After the fall of the Roman Empire, a dark age came in which a large part of the ancient knowledge was lost in Europe. Manuscripts were destroyed in wars and fires, or became illegible before getting transcribed. Much of their content had to be re-discovered, but it took centuries to recover it.
We may be at a similar turning point, according to Vinton Cerf. The computer scientist and “father” of the Internet warned at the Heidelberg Laureate Forum that we face massive digital oblivion if urgent action is not taken. “The director of the library of Alexandria has scanned several manuscript, but it may be that the digital version is less durable than the original one!”, he said.
Will historians of the future be able to study the famous Merkel’s text messages, they become unreadable due to mobile software updated? Will Word be able to read old contracts or official texts, if already now it cannot read texts written in its oldest versions?
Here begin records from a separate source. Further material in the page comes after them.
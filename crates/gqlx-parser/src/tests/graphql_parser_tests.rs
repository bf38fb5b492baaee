//! Tests for successful parses of executable documents.

use crate::ast;
use crate::ast::AstKind;
use crate::tests::utils::field_at;
use crate::tests::utils::first_argument_value;
use crate::tests::utils::only_operation;
use crate::tests::utils::parse_ok;

// =============================================================================
// Operations
// =============================================================================

/// Verifies that a bare selection set parses as an anonymous query.
#[test]
fn shorthand_query() {
    let doc = parse_ok("{ hello }");
    let op = only_operation(&doc);
    assert_eq!(op.operation, ast::OperationType::Query);
    assert!(op.name.is_none());
    assert!(op.variable_definitions.is_empty());
    assert_eq!(field_at(&op.selection_set, 0).name.value, "hello");
}

/// Verifies that named operations of each type keep their name and type.
#[test]
fn named_operations_of_each_type() {
    let doc = parse_ok(
        "query Q { a } mutation M { b } subscription S { c }",
    );
    let ops: Vec<_> = doc
        .operations()
        .map(|op| (op.operation, op.name().map(str::to_string)))
        .collect();
    assert_eq!(
        ops,
        vec![
            (ast::OperationType::Query, Some("Q".to_string())),
            (ast::OperationType::Mutation, Some("M".to_string())),
            (ast::OperationType::Subscription, Some("S".to_string())),
        ],
    );
}

/// Verifies that an operation keyword without a name is accepted.
#[test]
fn unnamed_mutation() {
    let doc = parse_ok("mutation { doIt }");
    let op = only_operation(&doc);
    assert_eq!(op.operation, ast::OperationType::Mutation);
    assert!(op.name.is_none());
}

/// Verifies that variable definitions parse with types, defaults and
/// directives.
#[test]
fn variable_definitions() {
    let doc = parse_ok(
        "query Q($id: ID!, $limit: Int = 10, $tags: [String!] @deprecated) { a }",
    );
    let op = only_operation(&doc);
    let vars = &op.variable_definitions;
    assert_eq!(vars.len(), 3);

    assert_eq!(vars[0].variable.name.value, "id");
    assert_eq!(vars[0].ty.to_string(), "ID!");
    assert!(vars[0].default_value.is_none());

    assert_eq!(vars[1].ty.to_string(), "Int");
    assert!(matches!(
        &vars[1].default_value,
        Some(ast::Value::Int(int)) if int.as_i64() == Some(10),
    ));

    assert_eq!(vars[2].ty.to_string(), "[String!]");
    assert_eq!(vars[2].directives[0].name.value, "deprecated");
}

/// Verifies that operation-level directives are attached to the operation.
#[test]
fn operation_directives() {
    let doc = parse_ok("query Q @live @cache(ttl: 5) { a }");
    let op = only_operation(&doc);
    let names: Vec<_> = op.directives.iter().map(|d| d.name.as_str()).collect();
    assert_eq!(names, vec!["live", "cache"]);
    assert_eq!(op.directives[1].arguments[0].name.value, "ttl");
}

/// Verifies that `true`, `false` and `null` are valid operation and field
/// names.
#[test]
fn literal_keywords_are_names() {
    let doc = parse_ok("query true { null false: true }");
    let op = only_operation(&doc);
    assert_eq!(op.name(), Some("true"));
    assert_eq!(field_at(&op.selection_set, 0).name.value, "null");
    let aliased = field_at(&op.selection_set, 1);
    assert_eq!(aliased.alias.as_ref().map(|a| a.as_str()), Some("false"));
    assert_eq!(aliased.name.value, "true");
}

// =============================================================================
// Selections
// =============================================================================

/// Verifies aliases, arguments, directives and nested selection sets on a
/// field.
#[test]
fn field_with_everything() {
    let doc = parse_ok("{ smallPic: profilePic(size: 64) @include(if: $big) { url } }");
    let op = only_operation(&doc);
    let field = field_at(&op.selection_set, 0);
    assert_eq!(field.response_key(), "smallPic");
    assert_eq!(field.name.value, "profilePic");
    assert!(matches!(
        field.argument("size").map(|a| &a.value),
        Some(ast::Value::Int(int)) if int.as_i64() == Some(64),
    ));
    assert_eq!(field.directives[0].name.value, "include");
    let nested = field.selection_set.as_ref().expect("nested selection set");
    assert_eq!(field_at(nested, 0).name.value, "url");
}

/// Verifies that a field without an alias uses its name as response key.
#[test]
fn response_key_defaults_to_name() {
    let doc = parse_ok("{ plain }");
    let op = only_operation(&doc);
    assert_eq!(field_at(&op.selection_set, 0).response_key(), "plain");
}

/// Verifies fragment spreads, typed inline fragments and untyped inline
/// fragments.
#[test]
fn fragment_selections() {
    let doc = parse_ok(
        "{ ...Parts @skip(if: false) ... on Dog { woofs } ... @include(if: true) { name } }",
    );
    let op = only_operation(&doc);
    let sels = &op.selection_set.selections;

    match &sels[0] {
        ast::Selection::FragmentSpread(spread) => {
            assert_eq!(spread.name.value, "Parts");
            assert_eq!(spread.directives[0].name.value, "skip");
        },
        other => panic!("expected spread, got {other:?}"),
    }
    match &sels[1] {
        ast::Selection::InlineFragment(frag) => {
            assert_eq!(
                frag.type_condition.as_ref().map(|t| t.name.as_str()),
                Some("Dog"),
            );
        },
        other => panic!("expected inline fragment, got {other:?}"),
    }
    match &sels[2] {
        ast::Selection::InlineFragment(frag) => {
            assert!(frag.type_condition.is_none());
            assert_eq!(frag.directives[0].name.value, "include");
        },
        other => panic!("expected inline fragment, got {other:?}"),
    }
}

/// Verifies that a spread of a fragment literally named `on...` is still a
/// spread, while `... on` starts an inline fragment.
#[test]
fn spread_of_name_starting_with_on() {
    let doc = parse_ok("{ ...onion }");
    let op = only_operation(&doc);
    assert!(matches!(
        &op.selection_set.selections[0],
        ast::Selection::FragmentSpread(spread) if spread.name.value == "onion",
    ));
}

/// Verifies that fragment definitions keep their type condition and
/// directives, and that `Document::fragment` finds them.
#[test]
fn fragment_definition() {
    let doc = parse_ok("fragment Parts on User @dir { id name }");
    let frag = doc.fragment("Parts").expect("fragment Parts");
    assert_eq!(frag.type_condition.name.value, "User");
    assert_eq!(frag.directives[0].name.value, "dir");
    assert_eq!(frag.selection_set.selections.len(), 2);
    assert_eq!(doc.operations().count(), 0);
}

/// Verifies that mutually recursive fragments are syntactically fine.
#[test]
fn cyclic_fragments_parse() {
    let doc = parse_ok(
        "{ ...A } fragment A on T { ...B } fragment B on T { ...A }",
    );
    assert_eq!(doc.fragments().count(), 2);
}

// =============================================================================
// Values
// =============================================================================

/// Verifies every scalar literal form.
#[test]
fn scalar_literals() {
    let cases = [
        ("{ f(a: -42) }", "-42"),
        ("{ f(a: 1.5e3) }", "1.5e3"),
        ("{ f(a: 0.25) }", "0.25"),
        ("{ f(a: \"hi\\nthere\") }", "\"hi\\nthere\""),
        ("{ f(a: true) }", "true"),
        ("{ f(a: false) }", "false"),
        ("{ f(a: null) }", "null"),
        ("{ f(a: RED) }", "RED"),
        ("{ f(a: $v) }", "$v"),
    ];
    for (source, printed) in cases {
        assert_eq!(first_argument_value(source).to_string(), printed, "{source}");
    }
}

/// Verifies that numeric literals outside the range of `i64` and `f64`
/// still parse, keeping their source text.
#[test]
fn out_of_range_numbers() {
    match first_argument_value("{ f(a: 99999999999999999999) }") {
        ast::Value::Int(int) => {
            assert_eq!(int.raw, "99999999999999999999");
            assert_eq!(int.as_i64(), None);
            assert_eq!(int.as_f64(), Some(1e20));
        },
        other => panic!("expected int, got {other:?}"),
    }
    match first_argument_value("{ f(a: 1.0e400) }") {
        ast::Value::Float(float) => {
            assert_eq!(float.raw, "1.0e400");
            assert_eq!(float.as_f64(), None);
        },
        other => panic!("expected float, got {other:?}"),
    }
}

/// Verifies the kind tags of value nodes.
#[test]
fn value_kinds() {
    let cases = [
        ("{ f(a: 1) }", AstKind::IntValue),
        ("{ f(a: 1.0) }", AstKind::FloatValue),
        ("{ f(a: \"s\") }", AstKind::StringValue),
        ("{ f(a: true) }", AstKind::BooleanValue),
        ("{ f(a: null) }", AstKind::NullValue),
        ("{ f(a: E) }", AstKind::EnumValue),
        ("{ f(a: [1]) }", AstKind::ListValue),
        ("{ f(a: {b: 1}) }", AstKind::ObjectValue),
        ("{ f(a: $v) }", AstKind::Variable),
    ];
    for (source, kind) in cases {
        assert_eq!(first_argument_value(source).kind(), kind, "{source}");
    }
}

/// Verifies escape sequences, including surrogate pairs, in quoted
/// strings.
#[test]
fn quoted_string_escapes() {
    let value = first_argument_value(
        r#"{ f(a: "q\" b\\ s\/ \b\f\n\r\t \u0041 \uD83D\uDE00 \u{1F600}") }"#,
    );
    match value {
        ast::Value::String(s) => {
            assert!(!s.block);
            assert_eq!(s.value, "q\" b\\ s/ \u{8}\u{c}\n\r\t A \u{1F600} \u{1F600}");
        },
        other => panic!("expected string, got {other:?}"),
    }
}

/// Verifies that block strings strip common indentation and blank edge
/// lines.
#[test]
fn block_string_dedent() {
    let source = "{ f(a: \"\"\"\n    Hello,\n      World!\n\n    Yours,\n      GraphQL.\n  \"\"\") }";
    match first_argument_value(source) {
        ast::Value::String(s) => {
            assert!(s.block);
            assert_eq!(s.value, "Hello,\n  World!\n\nYours,\n  GraphQL.");
        },
        other => panic!("expected string, got {other:?}"),
    }
}

/// Verifies that whitespace-only lines do not count toward the common
/// indentation of a block string.
#[test]
fn block_string_whitespace_only_lines() {
    let source = "{ f(a: \"\"\"\n  a\n \n  b\n\"\"\") }";
    match first_argument_value(source) {
        ast::Value::String(s) => assert_eq!(s.value, "a\n\nb"),
        other => panic!("expected string, got {other:?}"),
    }
}

/// Verifies that `\"""` is the only escape inside a block string.
#[test]
fn block_string_escaped_triple_quote() {
    match first_argument_value(r#"{ f(a: """a \""" b \n""") }"#) {
        ast::Value::String(s) => assert_eq!(s.value, r#"a """ b \n"#),
        other => panic!("expected string, got {other:?}"),
    }
}

/// Verifies nested list and object literals.
#[test]
fn nested_list_and_object() {
    let value = first_argument_value("{ f(a: [1, {b: [true, $v], c: {d: null}}, []]) }");
    let list = match value {
        ast::Value::List(list) => list,
        other => panic!("expected list, got {other:?}"),
    };
    assert_eq!(list.values.len(), 3);
    let obj = match &list.values[1] {
        ast::Value::Object(obj) => obj,
        other => panic!("expected object, got {other:?}"),
    };
    assert!(obj.field("b").is_some_and(|f| f.value.contains_variables()));
    assert!(obj.field("c").is_some_and(|f| !f.value.contains_variables()));
    assert!(matches!(&list.values[2], ast::Value::List(empty) if empty.values.is_empty()));
}

/// Verifies that an empty object literal is allowed.
#[test]
fn empty_object_literal() {
    assert!(matches!(
        first_argument_value("{ f(a: {}) }"),
        ast::Value::Object(obj) if obj.fields.is_empty(),
    ));
}

// =============================================================================
// Type annotations
// =============================================================================

/// Verifies that type annotations nest in the expected order.
#[test]
fn type_annotations() {
    let doc = parse_ok("query ($a: [[Int!]!]!, $b: [Int], $c: Boolean) { x }");
    let op = only_operation(&doc);
    let a = &op.variable_definitions[0].ty;
    assert_eq!(a.to_string(), "[[Int!]!]!");
    assert_eq!(a.named_type().name.value, "Int");
    match a {
        ast::Type::NonNull(outer) => match outer.inner_type.as_ref() {
            ast::Type::List(list) => {
                assert!(matches!(list.item_type.as_ref(), ast::Type::NonNull(_)));
            },
            other => panic!("expected list, got {other:?}"),
        },
        other => panic!("expected non-null, got {other:?}"),
    }
    assert!(matches!(&op.variable_definitions[1].ty, ast::Type::List(_)));
    assert!(matches!(&op.variable_definitions[2].ty, ast::Type::Named(_)));
}

// =============================================================================
// Ignored tokens and locations
// =============================================================================

/// Verifies that commas, comments, BOMs and line terminators are ignored.
#[test]
fn ignored_tokens() {
    let doc = parse_ok("\u{FEFF}# leading comment\r\n{ a,,, b # trailing\r c\n}");
    let op = only_operation(&doc);
    let names: Vec<_> = op
        .selection_set
        .selections
        .iter()
        .map(|s| match s {
            ast::Selection::Field(f) => f.name.value.clone(),
            _ => String::new(),
        })
        .collect();
    assert_eq!(names, vec!["a", "b", "c"]);
}

/// Verifies that nodes carry 1-based source locations.
#[test]
fn node_locations() {
    let doc = parse_ok("query Q {\n  user {\n    name\n  }\n}");
    let op = only_operation(&doc);
    let user = field_at(&op.selection_set, 0);
    let loc = user.loc.source_location().expect("location");
    assert_eq!((loc.line, loc.column), (2, 3));

    let name = field_at(user.selection_set.as_ref().expect("selection set"), 0);
    let loc = name.loc.source_location().expect("location");
    assert_eq!((loc.line, loc.column), (3, 5));

    let doc_loc = doc.loc.source_location().expect("location");
    assert_eq!((doc_loc.line, doc_loc.column), (1, 1));
}

/// Verifies that a field's span covers its alias through its selection
/// set.
#[test]
fn field_span_covers_whole_field() {
    let source = "{ a: b(x: 1) { c } }";
    let doc = parse_ok(source);
    let op = only_operation(&doc);
    let field = field_at(&op.selection_set, 0);
    let (start, end) = (
        field.loc.start().expect("start"),
        field.loc.end().expect("end"),
    );
    assert_eq!(&source[start..end], "a: b(x: 1) { c }");
}

/// Verifies that equality ignores locations.
#[test]
fn equality_ignores_locations() {
    let compact = parse_ok("{a(x:1){b}}");
    let spaced = parse_ok("\n\n{\n  a ( x : 1 )\n  {\n    b\n  }\n}\n");
    assert_eq!(compact, spaced);
    assert_ne!(compact, parse_ok("{ a(x: 2) { b } }"));
}

/// Verifies the canonical kind tags of definition and selection nodes.
#[test]
fn node_kinds() {
    let doc = parse_ok("query Q($v: Int) { f ...S ... on T { g } } fragment S on T { h }");
    assert_eq!(doc.kind().as_str(), "document");
    assert_eq!(doc.definitions[0].kind().as_str(), "operation_definition");
    assert_eq!(doc.definitions[1].kind().as_str(), "fragment_definition");
    let op = only_operation_in(&doc);
    assert_eq!(op.variable_definitions[0].kind().as_str(), "variable_definition");
    assert_eq!(op.variable_definitions[0].ty.kind().as_str(), "named_type");
    assert_eq!(op.selection_set.kind().as_str(), "selection_set");
    let kinds: Vec<_> = op
        .selection_set
        .selections
        .iter()
        .map(|s| s.kind().as_str())
        .collect();
    assert_eq!(kinds, vec!["field", "fragment_spread", "inline_fragment"]);
}

fn only_operation_in(doc: &ast::Document) -> &ast::OperationDefinition {
    doc.operations().next().expect("an operation")
}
Will future scientist be capable to interpret climate data stored electronically, if the programs they use now will be quickly overcome by better ones?
“You will become ghosts in history if you don’t find ways to preserve digital information”, said Cerf in his talk at the Forum. “I already cannot access anymore some emails that have been very important from the history of the Internet, because the email software that I used does not exist anymore”, he said in a long press conference he gave later. “Even worse, I have electronic records of the ‘70s that I cannot even play: they are on tape!”, he said. That time, in which electronic supports started to overtook papers, may be the beginning of the new digital Middle Age.
Cerf is “chief Internet evangelist” at Google, which has been recently obliged to recognize the right to be forgotten. So one could ask whether his defence of digital preservation, as opposed to digital oblivion, has a corporate bias. However, he acknowledges that the problem is double edged. “The internet is a strange thing: it remember things we don’t want to remember and it forgets things we do want to remember”, he said.
The seriousness of the preservation problem has already triggered in 2013 a UNESCO conference held in Vancouver, in which about 400 librarians and other experts met to tackle it. At the same time, scientific projects set to generate enormous amounts of data, like the Large Synoptic Survey Telescope (LSST) or the Large Hadron Collider (LHC) have specific data preservation schemes.
But the solution is not trivial, according to Cerf. A lot of information is stored on precarious supports, like tapes whose iron oxide gets degraded in such a way that they become illegible. But it’s not only a matter of making backups to more modern supports.“There are plenty of different codes aimed at transforming bits into pictures, video, and sound: we should keep a library of them, otherwise there would be no way to interpret the stored information”, Cerf pointed out.
Other data are even more difficult. “A spreadsheet or a videogame is not something static, that can be printed out somewhere: it is strongly associated with the software that executes it: this makes preservation much harder”, Cerf said. Different updates of the software and of the operating systems should be stored, in order to maintain access to those contents.
The case of scientific data shows a further complication of the issue. “We may record measurements in simple list of numbers, but then who knows whether those number refer to temperature or pressure? Or in which unity they are expressed? It’s not enough to record data: also metadata is needed”, said Cerf.
The challenge is so big that one may opt for giving up, trusting that the really important information will be kept by somebody, somewhere, somehow. “That’s not a good idea: sometimes, the importance of a certain piece of information is not understood until centuries later”, replies Cerf. Ongoing digital preservation projects don’t seem to work. “In the ‘90s, electronic data interchange became popular, but each sector of economy made its own, and they could not talk to each other: it did not work very well”, Cerf pointed out.
Cerf’s proposal is much more radical. “Copyright needs to be amended to take into account the importance of archiving. We need to agree that some institution or authority is granted access to software, with a commitment to copy it to preserve information”, he said. Source codes, programming languages, compilers, operating systems in their different versions, programs capable of emulating old machines… all these should be archived. “We need to remember an increasing amount of information to remember the existing information”, said Cerf. Additionally, more research should be fostered in long-lasting memory hardware, and software standards thought with preservation in mind.
But will companies be open to such an proposal? “Already now, when a company assigns the development of a software to another one, they agree by contract to keep a copy of the software somewhere, in case the second goes bankrupt, for example”, he said. “We should be ready to give up a certain amount of freedom in exchange of preservation. A society owes to its future the preservation of its past”, Cerf concluded.